Vedere un pubblico prevalentemente anziano e poco numeroso ascoltare una formazione cameristica di immenso valore come il Trio Smetana, fa sorgere amare riflessioni riguardo allo stato di non-educazione musicale cui è giunto il popolo italiano e getta una luce sinistra sull’evoluzione del nostro futuro, che sarà sempre più contrassegnato da una diffusa ignoranza. Non solo di cose musicali.

Esibitosi al Teatro Bon di Colugna il Trio Smetana (Radim Kresta al violino, Jan Páleníček al violoncello e Jitka Čechová al pianoforte) è una delle più antiche  e prestigiose formazioni cameristiche europee – la sua fondazione risale al 1934 – con centinaia di concerti al suo attivo e decine di incisioni discografiche effettuate.

Il programma è all’altezza della formazione in quanto a impegno e comincia con lo splendido Trio n. 3 in do minore op. 101 di Johannes Brahms, uno dei capolavori del compositore amburghese, e lì, fin dalla perentoria enunciazione del primo tema dell’Allegro energico, si sente la magnificenza esecutiva del Trio, che colpisce subito l’ascoltatore con un suono assolutamente accattivante, corposo, perfettamente bilanciato nei suo componenti, che concorre potentemente a dare a questo tema quell’incedere eroico che lo caratterizza.

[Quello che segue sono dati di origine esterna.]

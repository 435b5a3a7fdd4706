//! Applying ops to the pool.
//!
//! Every op is applied the same way whether it was issued locally, delivered
//! from the server, or replayed from history; the [`OpSource`] only decides
//! key ownership. Ops referencing nodes that no longer exist are dropped.

use std::collections::HashMap;

use tracing::{debug, trace, warn};

use super::{
    ApplyResult, KeyChange, ListChange, NodeId, NodeKind, OpId, OpSource, Pool, StorageError,
    StorageUpdate,
    node::{NodeBody, Prop},
};
use crate::{
    Result,
    op::{CreateOp, Op},
};

impl Pool {
    /// Applies one op and reports what changed along with the ops that
    /// would undo it.
    pub fn apply(&mut self, op: &Op, source: OpSource) -> Result<ApplyResult> {
        match op {
            Op::Create(create) => self.apply_create(create, source),
            Op::Delete { id, .. } => self.apply_delete(id),
            Op::SetParentKey { id, parent_key, .. } => self.move_list_child(id, parent_key),
            Op::UpdateObject { op_id, id, data } => {
                self.apply_update_object(id, data, op_id.as_ref(), source)
            }
            Op::DeleteObjectKey { op_id, id, key } => {
                self.apply_delete_object_key(id, key, op_id.as_ref(), source)
            }
        }
    }

    fn apply_create(&mut self, op: &CreateOp, source: OpSource) -> Result<ApplyResult> {
        if self.contains(&op.id) {
            trace!(node = %op.id, "Node already exists, ignoring create");
            return Ok(ApplyResult::Unmodified);
        }
        let Some(parent) = self.get(&op.parent_id) else {
            warn!(node = %op.id, parent = %op.parent_id, "Create references an unknown parent, ignoring");
            return Ok(ApplyResult::Unmodified);
        };
        let result = match parent.kind() {
            NodeKind::Object => self.attach_to_object(op, source)?,
            NodeKind::List => self.attach_to_list(op, source)?,
            NodeKind::Map => self.attach_to_map(op, source)?,
            NodeKind::Register => {
                warn!(node = %op.id, parent = %op.parent_id, "Registers cannot hold children, ignoring create");
                ApplyResult::Unmodified
            }
        };
        if source == OpSource::Local && result.is_modified() {
            self.track_unacked_create(op);
        }
        Ok(result)
    }

    /// Detaches a node from its container and drops its subtree.
    pub(crate) fn apply_delete(&mut self, id: &NodeId) -> Result<ApplyResult> {
        let Some(node) = self.get(id) else {
            debug!(node = %id, "Delete of unknown node ignored");
            return Ok(ApplyResult::Unmodified);
        };
        let Some(link) = node.parent.clone() else {
            warn!(node = %id, "The root cannot be deleted");
            return Ok(ApplyResult::Unmodified);
        };

        let reverse = self.subtree_ops(id)?;
        let path = self.path(&link.id);
        let update = match self.node(&link.id)?.kind() {
            NodeKind::Object => {
                let object = self.object_mut(&link.id)?;
                if object.props.get(&link.key) == Some(&Prop::Node(id.clone())) {
                    object.props.remove(&link.key);
                }
                StorageUpdate::object(link.id.clone(), path, &link.key, KeyChange::Deleted)
            }
            NodeKind::Map => {
                let map = self.map_mut(&link.id)?;
                if map.entries.get(&link.key) == Some(id) {
                    map.entries.remove(&link.key);
                }
                StorageUpdate::map(link.id.clone(), path, &link.key, KeyChange::Deleted)
            }
            NodeKind::List => {
                let deleted = self.to_immutable(id)?;
                let list = self.list_mut(&link.id)?;
                let index = list.index_of(id).ok_or_else(|| StorageError::Structural {
                    reason: format!("node {id} is missing from its list {}", link.id),
                })?;
                list.remove(index);
                StorageUpdate::list(
                    link.id.clone(),
                    path,
                    vec![ListChange::Delete { index, deleted }],
                )
            }
            NodeKind::Register => {
                return Err(StorageError::Structural {
                    reason: format!("node {id} is attached to register {}", link.id),
                }
                .into());
            }
        };

        self.invalidate(&link.id);
        let removed = self.remove_subtree(id);
        trace!(node = %id, removed, "Deleted subtree");
        Ok(ApplyResult::modified(update, reverse))
    }

    /// Reconciles the server's echo of one of our own ops.
    ///
    /// Releases key ownership taken by the op and, unless a later local op
    /// still targets the same node (`superseded`), moves list children to the
    /// position the server settled on. A create whose node a remote set
    /// replaced before the ack is applied again, since the server ordered it
    /// after that set.
    pub fn apply_ack(&mut self, op: &Op, superseded: bool) -> Result<ApplyResult> {
        match op {
            Op::Create(create) => {
                if let Some(op_id) = &create.op_id {
                    self.release_key(&create.parent_id, &create.parent_key, op_id);
                }
                if self.untrack_unacked_create(&create.id) && !self.contains(&create.id) {
                    debug!(node = %create.id, "Restoring pending node replaced by a remote set");
                    let mut result = self.apply_create(create, OpSource::Remote)?;
                    if let ApplyResult::Modified { reverse, .. } = &mut result {
                        reverse.clear();
                    }
                    return Ok(result);
                }
                if superseded {
                    return Ok(ApplyResult::Unmodified);
                }
                self.settle_list_position(&create.id, &create.parent_id, &create.parent_key)
            }
            Op::SetParentKey { id, parent_key, .. } => {
                let parent_id = match self.get(id).and_then(|n| n.parent.as_ref()) {
                    Some(link) if !superseded => link.id.clone(),
                    _ => return Ok(ApplyResult::Unmodified),
                };
                self.settle_list_position(id, &parent_id, parent_key)
            }
            Op::UpdateObject {
                op_id: Some(op_id),
                id,
                data,
            } => {
                for key in data.keys() {
                    self.release_key(id, key, op_id);
                }
                Ok(ApplyResult::Unmodified)
            }
            Op::DeleteObjectKey {
                op_id: Some(op_id),
                id,
                key,
            } => {
                self.release_key(id, key, op_id);
                Ok(ApplyResult::Unmodified)
            }
            _ => Ok(ApplyResult::Unmodified),
        }
    }

    fn settle_list_position(
        &mut self,
        id: &NodeId,
        parent_id: &NodeId,
        parent_key: &str,
    ) -> Result<ApplyResult> {
        let Some(link) = self.get(id).and_then(|n| n.parent.clone()) else {
            return Ok(ApplyResult::Unmodified);
        };
        if &link.id != parent_id || link.key == parent_key {
            return Ok(ApplyResult::Unmodified);
        }
        if self.node(&link.id)?.kind() != NodeKind::List {
            return Ok(ApplyResult::Unmodified);
        }
        debug!(
            node = %id,
            local = %link.key,
            server = %parent_key,
            "Server settled a different list position, moving"
        );
        let mut result = self.move_list_child(id, parent_key)?;
        if let ApplyResult::Modified { reverse, .. } = &mut result {
            reverse.clear();
        }
        Ok(result)
    }

    fn unacked_mut(&mut self, container: &NodeId) -> Option<&mut HashMap<String, OpId>> {
        match self.nodes.get_mut(container).map(|n| &mut n.body) {
            Some(NodeBody::Object(object)) => Some(&mut object.unacked),
            Some(NodeBody::Map(map)) => Some(&mut map.unacked),
            _ => None,
        }
    }

    /// Decides whether a write to `key` of an object or map goes ahead.
    ///
    /// Local writes take ownership of the key until acknowledged; remote
    /// writes to an owned key are skipped, since the server will deliver our
    /// pending write after them.
    pub(crate) fn claim_key(
        &mut self,
        container: &NodeId,
        key: &str,
        op_id: Option<&OpId>,
        source: OpSource,
    ) -> bool {
        let Some(unacked) = self.unacked_mut(container) else {
            return true;
        };
        match source {
            OpSource::Remote => {
                let owned = unacked.contains_key(key);
                if owned {
                    trace!(container = %container, key, "Key has unacknowledged local writes, skipping remote write");
                }
                !owned
            }
            OpSource::Local => {
                if let Some(op_id) = op_id {
                    unacked.insert(key.to_string(), op_id.clone());
                }
                true
            }
        }
    }

    fn release_key(&mut self, container: &NodeId, key: &str, op_id: &OpId) {
        if let Some(unacked) = self.unacked_mut(container)
            && unacked.get(key) == Some(op_id)
        {
            unacked.remove(key);
        }
    }
}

Eroismo che si contrappone alla dolce cantabilità del secondo tema. Tale contrapposizione, nell’esecuzione del Trio Smetana, viene splendidamente esaltata. Il Presto non assai è un bellissimo gioco di contrapposizione tematica fra pianoforte e archi, mentre l’intimismo dell’Andante grazioso, nell’esecuzione degli Smetana, commuove dolcemente il pubblico del Bon, che viene poi riportato in un’atmosfera più leggera e brillante dall’Allegro molto che chiude questo capolavoro.

Il primo tempo del concerto si chiude con il Trio n.2 in re minore H 327 di Bohuslav Martinú, composizione dal carattere eclettico in cui coesistono le sonorità dell’Impressionismo francese, del neoclassicismo di Strawinsky e del Jazz. L’esecuzione degli Smetana è un lavoro di cesello che esalta tali influenze dando così alla scrittura di Martinú quell’aspetto cangiante che le si addice.

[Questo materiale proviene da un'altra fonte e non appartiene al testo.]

//!
//! Canopy: the replicated storage core of a real-time collaborative room.
//!
//! A room holds a tree of conflict-free nodes that every connected client
//! edits locally and synchronizes through a central server. The server
//! defines a total order over operations; each client applies its own edits
//! optimistically and reconciles when the server echoes them back.
//!
//! ## Core Concepts
//!
//! * **Nodes (`crdt::Node`)**: Objects, lists, maps and registers stored in a flat arena (`crdt::Pool`) keyed by id.
//! * **Operations (`op::Op`)**: Every mutation as a value, with a JSON wire form (`op::wire`) shared with the server.
//! * **Positions (`position::Position`)**: Dense fractional keys that order list children.
//! * **Rooms (`room::Room`)**: The local session: mutation API, pending ops, undo/redo, batching and subscriptions.
//! * **Snapshots (`snapshot`)**: Lazily recomputed, batch-notified immutable views of storage.
//! * **Transports (`transport::Transport`)**: Where a room sends its outgoing ops.

pub mod config;
pub mod crdt;
pub mod op;
pub mod position;
pub mod room;
pub mod snapshot;
pub mod transport;

pub use config::RoomConfig;
pub use crdt::{Immutable, LiveValue, NodeId, StorageUpdate};
pub use room::Room;

/// Result type used throughout the Canopy library.
pub type Result<T> = std::result::Result<T, Error>;

/// Common error type for the Canopy library.
#[derive(Debug, thiserror::Error)]
pub enum Error {
    #[error("Serialization error: {0}")]
    Serialize(#[from] serde_json::Error),

    /// Structured storage errors from the crdt module
    #[error(transparent)]
    Storage(crdt::StorageError),

    /// Structured wire decoding errors from the op module
    #[error(transparent)]
    Op(op::OpError),

    /// Structured transport errors from the transport module
    #[error(transparent)]
    Transport(transport::TransportError),
}

impl Error {
    /// Get the originating module for this error.
    pub fn module(&self) -> &'static str {
        match self {
            Error::Storage(_) => "crdt",
            Error::Op(_) => "op",
            Error::Transport(_) => "transport",
            Error::Serialize(_) => "serialize",
        }
    }

    /// Check if this error indicates a node or key was not found.
    pub fn is_not_found(&self) -> bool {
        match self {
            Error::Storage(storage_err) => storage_err.is_not_found(),
            _ => false,
        }
    }

    /// Check if this error indicates the session may not write.
    pub fn is_permission_denied(&self) -> bool {
        match self {
            Error::Storage(storage_err) => storage_err.is_permission_denied(),
            _ => false,
        }
    }

    /// Check if this error is validation-related.
    pub fn is_validation_error(&self) -> bool {
        match self {
            Error::Storage(storage_err) => storage_err.is_validation_error(),
            Error::Op(_) => true,
            _ => false,
        }
    }

    /// Check if this error indicates corrupt storage structure.
    pub fn is_structural_error(&self) -> bool {
        match self {
            Error::Storage(storage_err) => storage_err.is_structural_error(),
            _ => false,
        }
    }

    /// Check if this error came from decoding wire data.
    pub fn is_decode_error(&self) -> bool {
        matches!(self, Error::Op(_) | Error::Serialize(_))
    }

    /// Check if this error is transport-related.
    pub fn is_transport_error(&self) -> bool {
        matches!(self, Error::Transport(_))
    }
}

La seconda parte è dedicata al Trio per pianoforte n. 1 in re minore op.32 Anton Stepanovich Arenskij, un autore russo raramente presente nelle sale da concerto italiane. Autore ingiustamente trascurato, perché questo trio con pianoforte ci mostra un compositore che ha perfettamente assimilato la lezione del romanticismo tedesco rielaborandola “alla russa” con originalità, come si avverte nel lirismo dell’Allegro Moderato, nella leggerezza dello Scherzo, nel carattere elegiaco dell’Adagio e nella drammaticità del Finale. Allegro ma non troppo. Scrittura romantica illuminata da un’esecuzione degli Smetana che definire emozionante è poco.

La fine dell’esibizione è salutata da grandissimi applausi e l’entusiasmo del pubblico viene premiato dai tre virtuosi con ben due bis in cui eseguono la Dumka tratta da Dumky trio di Antonin Dvorák, e un trio dello sloveno Loize Slak.